We expect that this optimization will improve the performance of DART-MPI for intra-node communication. To verify this claim, we run three classes of benchmarks, namely low-level put/get benchmarks, a Random Access benchmark and a stencil application kernel on the Cray XC40 system. We evaluate the performance of DART-MPI against that of native MPI. In addition, we compare DART-MPI to OpenSHMEM and UPC as two other PGAS-like programming models. The results of the evaluation demonstrate, first, that DART-MPI performs significantly faster than MPI RMA when messages are transmitted within a single node, i.e., that our optimization of DART-MPI leads to a better intra-node communication performance, second, that the comparison to OpenSHMEM and UPC show that the performance improvement that is brought by our optimization makes DART-MPI comparable with UPC and OpenSHMEM. Additionally, our performance evaluation also shows, that for some relevant operations – especially the inter-node RMA operations – DART-MPI still performs slower than the alternative PGAS approaches.

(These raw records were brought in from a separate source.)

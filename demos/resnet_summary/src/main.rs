use anyhow::Context;
use brim::models::resnet::{RESNET_CATALOG, ResNet, ResNetFactory, ResNetOptions, lookup_entry};
use brim::utility::params::ParamInventory;
use burn::backend::NdArray;
use burn::module::Module;
use burn::tensor::{Distribution, Tensor};
use clap::{Parser, Subcommand};
use tracing_subscriber::EnvFilter;

#[derive(Parser, Debug)]
#[command(author, version, about, long_about = None)]
pub struct Args {
    #[command(subcommand)]
    command: Command,
}

#[derive(Subcommand, Debug)]
enum Command {
    /// List the catalog variants.
    List,

    /// Print the residual unit plan of a variant.
    Plan {
        #[command(flatten)]
        model: ModelArgs,
    },

    /// Initialize a variant and run a forward pass.
    Init {
        #[command(flatten)]
        model: ModelArgs,

        /// Square input resolution.
        #[arg(long, default_value = "224")]
        resolution: usize,

        /// Print every parameter with its learning-rate multiplier.
        #[arg(long)]
        params: bool,
    },
}

#[derive(clap::Args, Debug)]
struct ModelArgs {
    /// Catalog name, e.g. ``ResNet50_vd``.
    #[arg(long, default_value = "ResNet18")]
    model: String,

    /// Construction options as JSON, e.g. ``{"class_count": 10}``.
    #[arg(long, default_value = "{}")]
    options: String,
}

impl ModelArgs {
    fn options(&self) -> anyhow::Result<ResNetOptions> {
        ResNetOptions::from_json(&self.options).context("parsing --options")
    }
}

fn main() -> anyhow::Result<()> {
    tracing_subscriber::fmt()
        .with_env_filter(EnvFilter::from_default_env())
        .init();

    let args = Args::parse();

    match args.command {
        Command::List => list(),
        Command::Plan { model } => plan(&model),
        Command::Init {
            model,
            resolution,
            params,
        } => init(&model, resolution, params),
    }
}

fn list() -> anyhow::Result<()> {
    let options = ResNetOptions::new();
    println!("{:<14} {:>5} {:>4} {:<16} {:>6}", "name", "depth", "var", "block", "units");
    for entry in &RESNET_CATALOG {
        let plan = entry.plan(&options)?;
        println!(
            "{:<14} {:>5} {:>4} {:<16} {:>6}",
            entry.name,
            entry.depth,
            entry.variant.version(),
            plan.stage_config.block_type,
            plan.num_units(),
        );
    }
    Ok(())
}

fn plan(args: &ModelArgs) -> anyhow::Result<()> {
    let entry = lookup_entry(&args.model)?;
    let options = args.options()?;
    let plan = entry.plan(&options)?;

    println!("{} ({})", entry.name, plan.stage_config.block_type);
    for unit in &plan.stem.units {
        println!(
            "  stem     {:>4} -> {:<4} k{} s{}",
            unit.in_channels, unit.out_channels, unit.kernel_size, unit.stride
        );
    }
    for unit in &plan.units {
        println!(
            "  {}.{:<2}    {:>4} -> {:<4} s{} {} lr={}",
            unit.stage,
            unit.index,
            unit.in_channels,
            unit.out_channels(),
            unit.stride,
            match (unit.shortcut, unit.is_first_unit_of_first_stage) {
                (true, _) => "identity",
                (false, true) => "project",
                (false, false) => "pool+project",
            },
            unit.lr_multiplier,
        );
    }
    println!("  head     {:>4} -> {}", plan.head_width(), options.class_count);
    Ok(())
}

fn init(
    args: &ModelArgs,
    resolution: usize,
    print_params: bool,
) -> anyhow::Result<()> {
    type B = NdArray;
    let device = Default::default();

    let options = args.options()?;
    let plan = lookup_entry(&args.model)?.plan(&options)?;
    let [height, width] = plan
        .maybe_output_resolution([resolution, resolution])
        .with_context(|| format!("resolution {resolution} is too small for {}", args.model))?;

    tracing::info!(model = %args.model, pretrained = ?options.pretrained, "building");
    let model: ResNet<B> = ResNetFactory::default().build(&args.model, &options, &device)?;

    println!("{}: {} parameters", args.model, model.num_params());
    if print_params {
        for param in model.param_descriptors() {
            println!("  {:<40} {:?} lr={}", param.path, param.shape, param.lr_multiplier);
        }
    }

    let input: Tensor<B, 4> =
        Tensor::random([1, 3, resolution, resolution], Distribution::Default, &device);
    let logits = model.forward(input);

    println!(
        "forward: [1, 3, {resolution}, {resolution}] -> features {height}x{width} -> logits {:?}",
        logits.dims()
    );
    Ok(())
}
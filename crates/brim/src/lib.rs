#![warn(missing_docs)]
//!# brim - `ResNet` variants for Burn
//!
//! A compact depth configuration expands into a concrete stack of residual
//! units; the result is a ``burn`` [`Module`](burn::module::Module) mapping
//! ``[batch, 3, H, W]`` images to ``[batch, class_count]`` logits,
//! optionally initialized from a checkpoint.
//!
//! ## Notable Components
//!
//! * [`cache`] - weight download cache.
//! * [`compat`] - convolution and ceiling-mode pooling shape arithmetic.
//! * [`errors`] - configuration and checkpoint error taxonomy.
//! * [`layers`] - reusable neural network modules.
//!   * [`layers::blocks::conv_unit`] - ``[AvgPool] + Conv2d + BatchNorm + [ReLU]`` block.
//!   * [`layers::pool`] - ceiling-mode average pooling.
//! * [`models`] - complete model families.
//!   * [`models::resnet`] - `ResNet` ``vb`` / ``vd``, depths 18 to 200.
//! * [`utility`] - parameter inventories.
//!
//! ## Example
//!
//! ```rust,no_run
//! use brim::models::resnet::{ResNetOptions, resnet50_vd};
//! use burn::backend::NdArray;
//!
//! let options = ResNetOptions::new().with_class_count(10);
//! let model = resnet50_vd::<NdArray>(&options, &Default::default()).unwrap();
//! assert_eq!(model.num_classes(), 10);
//! ```

/// Test-only macro import.
#[cfg(test)]
#[allow(unused_imports)]
#[macro_use]
extern crate hamcrest;

pub mod compat;
pub mod errors;
pub mod layers;

pub mod cache;
pub mod models;
pub mod utility;
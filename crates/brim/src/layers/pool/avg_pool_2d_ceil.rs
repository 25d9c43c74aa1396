use crate::compat::conv_shape::{ceil_pool1d_output_size, ceil_pool1d_trailing_padding};
use burn::config::Config;
use burn::module::Module;
use burn::nn::PaddingConfig2d;
use burn::nn::pool::{AvgPool2d, AvgPool2dConfig};
use burn::prelude::{Backend, Tensor};

/// [`AvgPool2dCeil`] Config.
#[derive(Config, Debug)]
pub struct AvgPool2dCeilConfig {
    /// The size of the pooling window.
    #[config(default = "[2, 2]")]
    pub kernel_size: [usize; 2],

    /// The stride of the pooling window.
    #[config(default = "[2, 2]")]
    pub strides: [usize; 2],
}

impl AvgPool2dCeilConfig {
    /// Initialize a [`AvgPool2dCeil`].
    pub fn init(&self) -> AvgPool2dCeil {
        AvgPool2dCeil {
            pool: AvgPool2dConfig::new(self.kernel_size)
                .with_strides(self.strides)
                .with_padding(PaddingConfig2d::Valid)
                .with_count_include_pad(true)
                .init(),
        }
    }

    /// Get the output resolution for a given input resolution.
    pub fn output_resolution(
        &self,
        input_resolution: [usize; 2],
    ) -> [usize; 2] {
        [
            ceil_pool1d_output_size(input_resolution[0], self.kernel_size[0], self.strides[0]),
            ceil_pool1d_output_size(input_resolution[1], self.kernel_size[1], self.strides[1]),
        ]
    }
}

/// Unpadded average pooling with ceiling-mode output rounding.
///
/// Windows which hang off the trailing edge of the input are averaged
/// over the elements they cover; the missing positions do not count
/// towards the divisor.
///
/// ```python,ignore
/// nn.AvgPool2D(kernel_size=2, stride=2, padding=0, ceil_mode=True)
/// ```
#[derive(Module, Clone, Debug)]
pub struct AvgPool2dCeil {
    pool: AvgPool2d,
}

impl AvgPool2dCeil {
    /// The size of the pooling window.
    pub fn kernel_size(&self) -> [usize; 2] {
        self.pool.kernel_size
    }

    /// The stride of the pooling window.
    pub fn strides(&self) -> [usize; 2] {
        self.pool.stride
    }

    /// Get the output resolution for a given input resolution.
    pub fn output_resolution(
        &self,
        input_resolution: [usize; 2],
    ) -> [usize; 2] {
        let [kh, kw] = self.kernel_size();
        let [sh, sw] = self.strides();
        [
            ceil_pool1d_output_size(input_resolution[0], kh, sh),
            ceil_pool1d_output_size(input_resolution[1], kw, sw),
        ]
    }

    /// Forward Pass.
    ///
    /// # Arguments
    ///
    /// - `input`: ``[batch, channels, in_height, in_width]``.
    ///
    /// # Returns
    ///
    /// ``[batch, channels, ceil((in_height - k) / s) + 1, ceil((in_width - k) / s) + 1]``
    pub fn forward<B: Backend>(
        &self,
        input: Tensor<B, 4>,
    ) -> Tensor<B, 4> {
        let [_, _, height, width] = input.dims();
        let [kh, kw] = self.kernel_size();
        let [sh, sw] = self.strides();

        let pad_h = ceil_pool1d_trailing_padding(height, kh, sh);
        let pad_w = ceil_pool1d_trailing_padding(width, kw, sw);
        if pad_h == 0 && pad_w == 0 {
            return self.pool.forward(input);
        }

        // Zero padding inflates the divisor of the edge windows;
        // dividing by the pooled coverage mask restores the exclusive mean.
        let mask: Tensor<B, 4> =
            Tensor::ones([1, 1, height, width], &input.device()).pad((0, pad_w, 0, pad_h), 0.0);
        let x = input.pad((0, pad_w, 0, pad_h), 0.0);

        self.pool.forward(x) / self.pool.forward(mask)
    }
}
//! # Pooling Layers
mod avg_pool_2d_ceil;

pub use avg_pool_2d_ceil::*;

In this paper, we have only considered blocking RMA put and get operations. The current design of DART does not include an asynchronous progress engine, and therefore relies on other parts of the software stack to do progress as necessary for non-blocking operations. In particular, we rely on MPI for non-blocking RMA operations and thus see no benefit for non-blocking DART operations. An asynchronous progress engine which allows optimization of non-blocking intra-node transfers is a subject of further research.